I recently submitted the following paper about community-based participatory research (CBPR). For those who are not familiar with CBPR, it’s a “postnormal” approach to qualitative research by involving stakeholders, from the target community, in the whole research approach. Here is a Wikipedia link about CBPR.
By Ali Al-Rajhi
Discussing Community Based Participatory Research in relation to obesity
Citation for the main paper :
Goh, Y., Bogart, L.M., Sipple-Asher, B.K. et al. (2009). Using community-based participatory research to identify potential interventions to overcome barriers to adolescents’ healthy eating and physical activity. Journal of Behavioral Medicine 32(5), 491-502.

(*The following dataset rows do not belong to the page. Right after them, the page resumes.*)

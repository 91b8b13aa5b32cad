//! Bounded one-dimensional maximization.
//!
//! The spatial lag/error likelihoods are concentrated down to a single
//! autoregressive parameter on a known interval. We search that interval with
//! a deterministic coarse grid first (so a flat or bimodal likelihood can't
//! trap the refinement), then refine with golden-section search around the
//! best grid cell.

use rayon::prelude::*;

const INV_PHI: f64 = 0.618_033_988_749_894_9;

/// Result of a 1-D search.
#[derive(Debug, Clone, Copy)]
pub struct ScalarOptimum {
    pub x: f64,
    pub value: f64,
    pub evaluations: usize,
}

/// Golden-section maximization of `f` on `[lo, hi]`.
pub fn golden_section_max<F>(f: F, lo: f64, hi: f64, tol: f64, max_iter: usize) -> ScalarOptimum
where
    F: Fn(f64) -> f64,
{
    let (mut a, mut b) = if lo <= hi { (lo, hi) } else { (hi, lo) };
    let mut c = b - INV_PHI * (b - a);
    let mut d = a + INV_PHI * (b - a);
    let mut fc = score(&f, c);
    let mut fd = score(&f, d);
    let mut evaluations = 2;

    for _ in 0..max_iter {
        if (b - a).abs() <= tol {
            break;
        }
        if fc > fd {
            b = d;
            d = c;
            fd = fc;
            c = b - INV_PHI * (b - a);
            fc = score(&f, c);
        } else {
            a = c;
            c = d;
            fc = fd;
            d = a + INV_PHI * (b - a);
            fd = score(&f, d);
        }
        evaluations += 1;
    }

    if fc > fd {
        ScalarOptimum { x: c, value: fc, evaluations }
    } else {
        ScalarOptimum { x: d, value: fd, evaluations }
    }
}

/// Coarse grid (evaluated in parallel) followed by golden-section refinement.
pub fn grid_then_golden_max<F>(f: F, lo: f64, hi: f64, steps: usize, tol: f64) -> Option<ScalarOptimum>
where
    F: Fn(f64) -> f64 + Sync,
{
    if !(lo.is_finite() && hi.is_finite()) || hi <= lo {
        return None;
    }
    let steps = steps.max(3);
    let grid: Vec<f64> = (0..steps)
        .map(|i| lo + (hi - lo) * i as f64 / (steps as f64 - 1.0))
        .collect();

    let values: Vec<f64> = grid.par_iter().map(|&x| score(&f, x)).collect();

    // Deterministic: highest value, ties broken by lowest grid index.
    let mut best = 0usize;
    for i in 1..values.len() {
        if values[i] > values[best] {
            best = i;
        }
    }
    if values[best] == f64::NEG_INFINITY {
        return None;
    }

    let a = grid[best.saturating_sub(1)];
    let b = grid[(best + 1).min(grid.len() - 1)];
    let refined = golden_section_max(&f, a, b, tol, 200);
    let total = refined.evaluations + steps;

    if refined.value >= values[best] {
        Some(ScalarOptimum { evaluations: total, ..refined })
    } else {
        Some(ScalarOptimum {
            x: grid[best],
            value: values[best],
            evaluations: total,
        })
    }
}

fn score<F: Fn(f64) -> f64>(f: &F, x: f64) -> f64 {
    let v = f(x);
    if v.is_finite() { v } else { f64::NEG_INFINITY }
}

#[cfg(test)]
mod tests {
    use super::*;

    #[test]
    fn golden_section_finds_parabola_peak() {
        let opt = golden_section_max(|x| -(x - 0.3) * (x - 0.3), -1.0, 1.0, 1e-8, 200);
        assert!((opt.x - 0.3).abs() < 1e-6);
    }

    #[test]
    fn grid_escapes_local_maximum() {
        // Two bumps; the taller one is near 0.8.
        let f = |x: f64| (-(x + 0.6).powi(2) * 50.0).exp() + 2.0 * (-(x - 0.8).powi(2) * 50.0).exp();
        let opt = grid_then_golden_max(f, -1.0, 1.0, 41, 1e-8).unwrap();
        assert!((opt.x - 0.8).abs() < 1e-4, "got {}", opt.x);
    }

    #[test]
    fn non_finite_objective_is_rejected() {
        assert!(grid_then_golden_max(|_| f64::NAN, 0.0, 1.0, 10, 1e-6).is_none());
    }
}
//! Bandwidth selection by golden-section or interval search.

use rayon::prelude::*;
use serde::Serialize;
use tracing::{debug, info};

use crate::domain::BandwidthCriterion;
use crate::error::AppError;
use crate::gwr::fit::GwrModel;
use crate::gwr::kernel::Bandwidth;

const GOLDEN_DELTA: f64 = 0.381_966_011_250_105;
const DEFAULT_MAX_ITER: usize = 200;
const DEFAULT_TOL: f64 = 1e-5;

#[derive(Debug, Clone, Copy, PartialEq, Serialize)]
#[serde(rename_all = "lowercase")]
pub enum SearchMethod {
    Golden,
    Interval,
    Supplied,
}

#[derive(Debug, Clone, Serialize)]
pub struct SearchOptions {
    pub criterion: BandwidthCriterion,
    pub adaptive: bool,
    pub bw_min: Option<f64>,
    pub bw_max: Option<f64>,
    /// Step for an exhaustive interval search instead of golden section.
    pub interval: Option<f64>,
    pub max_iter: usize,
    pub tol: f64,
}

impl SearchOptions {
    pub fn new(criterion: BandwidthCriterion, adaptive: bool) -> Self {
        Self {
            criterion,
            adaptive,
            bw_min: None,
            bw_max: None,
            interval: None,
            max_iter: DEFAULT_MAX_ITER,
            tol: DEFAULT_TOL,
        }
    }
}

#[derive(Debug, Clone, Copy, Serialize)]
pub struct TracePoint {
    pub bandwidth: f64,
    pub score: f64,
}

#[derive(Debug, Clone, Serialize)]
pub struct BandwidthSearch {
    pub criterion: BandwidthCriterion,
    pub method: SearchMethod,
    pub lower: f64,
    pub upper: f64,
    pub best: Bandwidth,
    pub best_score: f64,
    /// Every evaluated candidate, in evaluation order.
    pub trace: Vec<TracePoint>,
}

/// Default search bounds.
///
/// Adaptive: from a small neighbor count up to `n`. Fixed: from half the
/// smallest to twice the largest inter-location distance.
pub fn default_bounds(model: &GwrModel<'_>, adaptive: bool) -> (f64, f64) {
    let n = model.n();
    let k = model.k();
    if adaptive {
        let preferred = 40 + 2 * k;
        let lo = if n > 2 * preferred {
            preferred
        } else {
            (2 * k + 2).max(n / 4)
        };
        (lo.min(n.saturating_sub(1)).max(1) as f64, n as f64)
    } else {
        let (min, max) = model.distance_range();
        (min / 2.0, max * 2.0)
    }
}

fn template(adaptive: bool) -> Bandwidth {
    if adaptive { Bandwidth::Adaptive(0) } else { Bandwidth::Fixed(0.0) }
}

/// Criterion value at one bandwidth; failed fits score `+∞`.
fn evaluate(model: &GwrModel<'_>, bw: Bandwidth, criterion: BandwidthCriterion) -> f64 {
    match model.score(bw) {
        Ok(scores) => {
            let v = scores.criterion(criterion);
            if v.is_finite() { v } else { f64::INFINITY }
        }
        Err(err) => {
            debug!(bandwidth = %bw, error = %err, "bandwidth candidate failed");
            f64::INFINITY
        }
    }
}

/// Search for the bandwidth minimizing the configured criterion.
pub fn select_bandwidth(model: &GwrModel<'_>, opts: &SearchOptions) -> Result<BandwidthSearch, AppError> {
    let (def_lo, def_hi) = default_bounds(model, opts.adaptive);
    let lower = opts.bw_min.unwrap_or(def_lo);
    let upper = opts.bw_max.unwrap_or(def_hi);
    if !(lower.is_finite() && upper.is_finite()) || lower <= 0.0 || upper <= lower {
        return Err(AppError::input(format!("Invalid bandwidth search range [{lower}, {upper}].")));
    }
    let tpl = template(opts.adaptive);

    let (method, trace) = match opts.interval {
        Some(step) => (SearchMethod::Interval, interval_search(model, tpl, lower, upper, step, opts.criterion)?),
        None => (SearchMethod::Golden, golden_search(model, tpl, lower, upper, opts)),
    };

    let best = trace
        .iter()
        .copied()
        .filter(|p| p.score.is_finite())
        .min_by(|a, b| a.score.total_cmp(&b.score).then(a.bandwidth.total_cmp(&b.bandwidth)))
        .ok_or_else(|| AppError::numeric("No bandwidth in the search range produced a valid GWR fit."))?;

    info!(
        criterion = opts.criterion.display_name(),
        bandwidth = best.bandwidth,
        score = best.score,
        evaluated = trace.len(),
        "bandwidth selected"
    );

    Ok(BandwidthSearch {
        criterion: opts.criterion,
        method,
        lower,
        upper,
        best: tpl.with_value(best.bandwidth),
        best_score: best.score,
        trace,
    })
}

/// Record a user-supplied bandwidth as a one-point search.
pub fn supplied_bandwidth(model: &GwrModel<'_>, value: f64, adaptive: bool, criterion: BandwidthCriterion) -> BandwidthSearch {
    let bw = template(adaptive).with_value(value);
    let score = evaluate(model, bw, criterion);
    BandwidthSearch {
        criterion,
        method: SearchMethod::Supplied,
        lower: bw.value(),
        upper: bw.value(),
        best: bw,
        best_score: score,
        trace: vec![TracePoint {
            bandwidth: bw.value(),
            score,
        }],
    }
}

fn golden_search(model: &GwrModel<'_>, tpl: Bandwidth, lower: f64, upper: f64, opts: &SearchOptions) -> Vec<TracePoint> {
    let round = |v: f64| if opts.adaptive { v.round() } else { v };
    let mut trace: Vec<TracePoint> = Vec::new();
    let score_at = |v: f64, trace: &mut Vec<TracePoint>| -> f64 {
        if let Some(p) = trace.iter().find(|p| p.bandwidth == v) {
            return p.score;
        }
        let score = evaluate(model, tpl.with_value(v), opts.criterion);
        trace.push(TracePoint { bandwidth: v, score });
        score
    };

    let mut a = lower;
    let mut c = upper;
    let mut b = round(a + GOLDEN_DELTA * (c - a));
    let mut d = round(c - GOLDEN_DELTA * (c - a));
    let mut diff = f64::INFINITY;
    let mut iters = 0;

    while diff.abs() > opts.tol && iters < opts.max_iter {
        iters += 1;
        let sb = score_at(b, &mut trace);
        let sd = score_at(d, &mut trace);
        if sb <= sd {
            c = d;
            d = b;
            b = round(a + GOLDEN_DELTA * (c - a));
        } else {
            a = b;
            b = d;
            d = round(c - GOLDEN_DELTA * (c - a));
        }
        diff = if sb.is_finite() && sd.is_finite() {
            sb - sd
        } else {
            f64::INFINITY
        };
    }
    trace
}

fn interval_search(
    model: &GwrModel<'_>,
    tpl: Bandwidth,
    lower: f64,
    upper: f64,
    step: f64,
    criterion: BandwidthCriterion,
) -> Result<Vec<TracePoint>, AppError> {
    if step.is_nan() || step <= 0.0 {
        return Err(AppError::input("Bandwidth interval step must be positive."));
    }
    let mut candidates = Vec::new();
    let mut v = lower;
    while v <= upper + 1e-9 {
        candidates.push(tpl.with_value(v).value());
        v += step;
    }
    candidates.dedup();
    Ok(candidates
        .par_iter()
        .map(|&bw| TracePoint {
            bandwidth: bw,
            score: evaluate(model, tpl.with_value(bw), criterion),
        })
        .collect())
}

#[cfg(test)]
mod tests {
    use super::*;
    use crate::domain::KernelKind;
    use crate::gwr::fit::tests::drifting_slope;

    #[test]
    fn adaptive_golden_returns_integer_within_bounds() {
        let (data, coords) = drifting_slope();
        let model = GwrModel::new(&data, &coords, false, KernelKind::Bisquare).unwrap();
        let opts = SearchOptions::new(BandwidthCriterion::Aicc, true);
        let search = select_bandwidth(&model, &opts).unwrap();
        let Bandwidth::Adaptive(k) = search.best else {
            panic!("expected adaptive bandwidth");
        };
        assert!(k as f64 >= search.lower && k as f64 <= search.upper);
        assert!(search.trace.len() >= 2);
        assert!(search.trace.iter().all(|p| p.bandwidth.fract() == 0.0));
        let min = search.trace.iter().map(|p| p.score).fold(f64::INFINITY, f64::min);
        assert_eq!(search.best_score, min);
        // Slopes drift, so the chosen neighborhood should not be global.
        assert!(k < data.n());
    }

    #[test]
    fn interval_search_scans_every_step() {
        let (data, coords) = drifting_slope();
        let model = GwrModel::new(&data, &coords, false, KernelKind::Gaussian).unwrap();
        let mut opts = SearchOptions::new(BandwidthCriterion::Cv, true);
        opts.bw_min = Some(20.0);
        opts.bw_max = Some(60.0);
        opts.interval = Some(10.0);
        let search = select_bandwidth(&model, &opts).unwrap();
        assert_eq!(search.method, SearchMethod::Interval);
        let bws: Vec<f64> = search.trace.iter().map(|p| p.bandwidth).collect();
        assert_eq!(bws, vec![20.0, 30.0, 40.0, 50.0, 60.0]);
    }

    #[test]
    fn fixed_bounds_follow_distances() {
        let (data, coords) = drifting_slope();
        let model = GwrModel::new(&data, &coords, false, KernelKind::Gaussian).unwrap();
        let (lo, hi) = default_bounds(&model, false);
        assert!((lo - 50.0).abs() < 1e-9);
        assert!(hi > 3000.0);
    }

    #[test]
    fn inverted_range_is_rejected() {
        let (data, coords) = drifting_slope();
        let model = GwrModel::new(&data, &coords, false, KernelKind::Gaussian).unwrap();
        let mut opts = SearchOptions::new(BandwidthCriterion::Aicc, false);
        opts.bw_min = Some(500.0);
        opts.bw_max = Some(100.0);
        assert_eq!(select_bandwidth(&model, &opts).unwrap_err().exit_code(), crate::error::EXIT_INPUT);
    }
}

Key Points from Goh et al. (2009):
Goh and his research team implemented a community-based participatory approach (CBPR) to explore barriers to healthy eating and physical activity amongst adolescents. Through the CBPR approach, community participants (adolescents, parents, stakeholders) provided possible intervention ideas to address obesity amongst adolescents. The research follows the nine CBPR principles as defined by Israel, Eng, Schulz, and Parker (2005) in their book “Methods in Community-Based Participatory Research for Health”:
1) Acknowledgement of community
2) Builds upon strengths within the community
3) Facilitates collaborative partnerships
4) Fosters capacity building
5) Achieves benefits for all partners
6) Focuses on locally relevant health issues
7) Systems development
8) Dissemination of results
9) Long-term sustainability
Key Point 1: Involving the community in intervention development leads to increased program effectiveness and sustainability since community is heavily invested in the intervention development process. For example, Goh et al. (2009) demonstrate that a CBPR approach leads to the design of a more effective school based intervention that address obesity in adolescents
Key Point 2: CBPR is useful for identifying interventions that are acceptable to community members; “community involvement in intervention development and testing is essential for program effectiveness and sustainability” (Goh et al, 2009).
Key Point 3: Data from focus groups can identify important topics and themes of the community (e.g., Los Angeles Unified School District) and lead to the development of interventions that address the community’s issue (e.g., eating barriers and physical activity barriers). For example, findings from Goh’s research suggest that effective school-based interventions to improve healthy eating should improve both the food and beverage offered in school cafeterias and nutrition labeling.
Key Point 4: Data from CBPR initiatives may provide stronger support for policy change (Goh et al, 2009).
Citation for the comparison paper:
Bidwell, D. (2009). Is community-based participatory research postnormal science? Science, Technology & Human Values 34(6), 741-761.
- Bidwell’s article extends the ideas presented by Goh as he suggests that CBPR is a response “to the shortcomings of normal science” within the health research community (e.g., low participation and lack of trust of out researchers). Goh states that “prior research (in relation to adolescent obesity) has not elicited a broad range of community views” (Goh et al., 2009). In other words, not many health initiatives, such as obesity prevention interventions, have involved community members to the level that CBPR has done. CBPR allows community members to be directly involved in “doing the science” which will benefit the community’s health (Bidwell, 2009).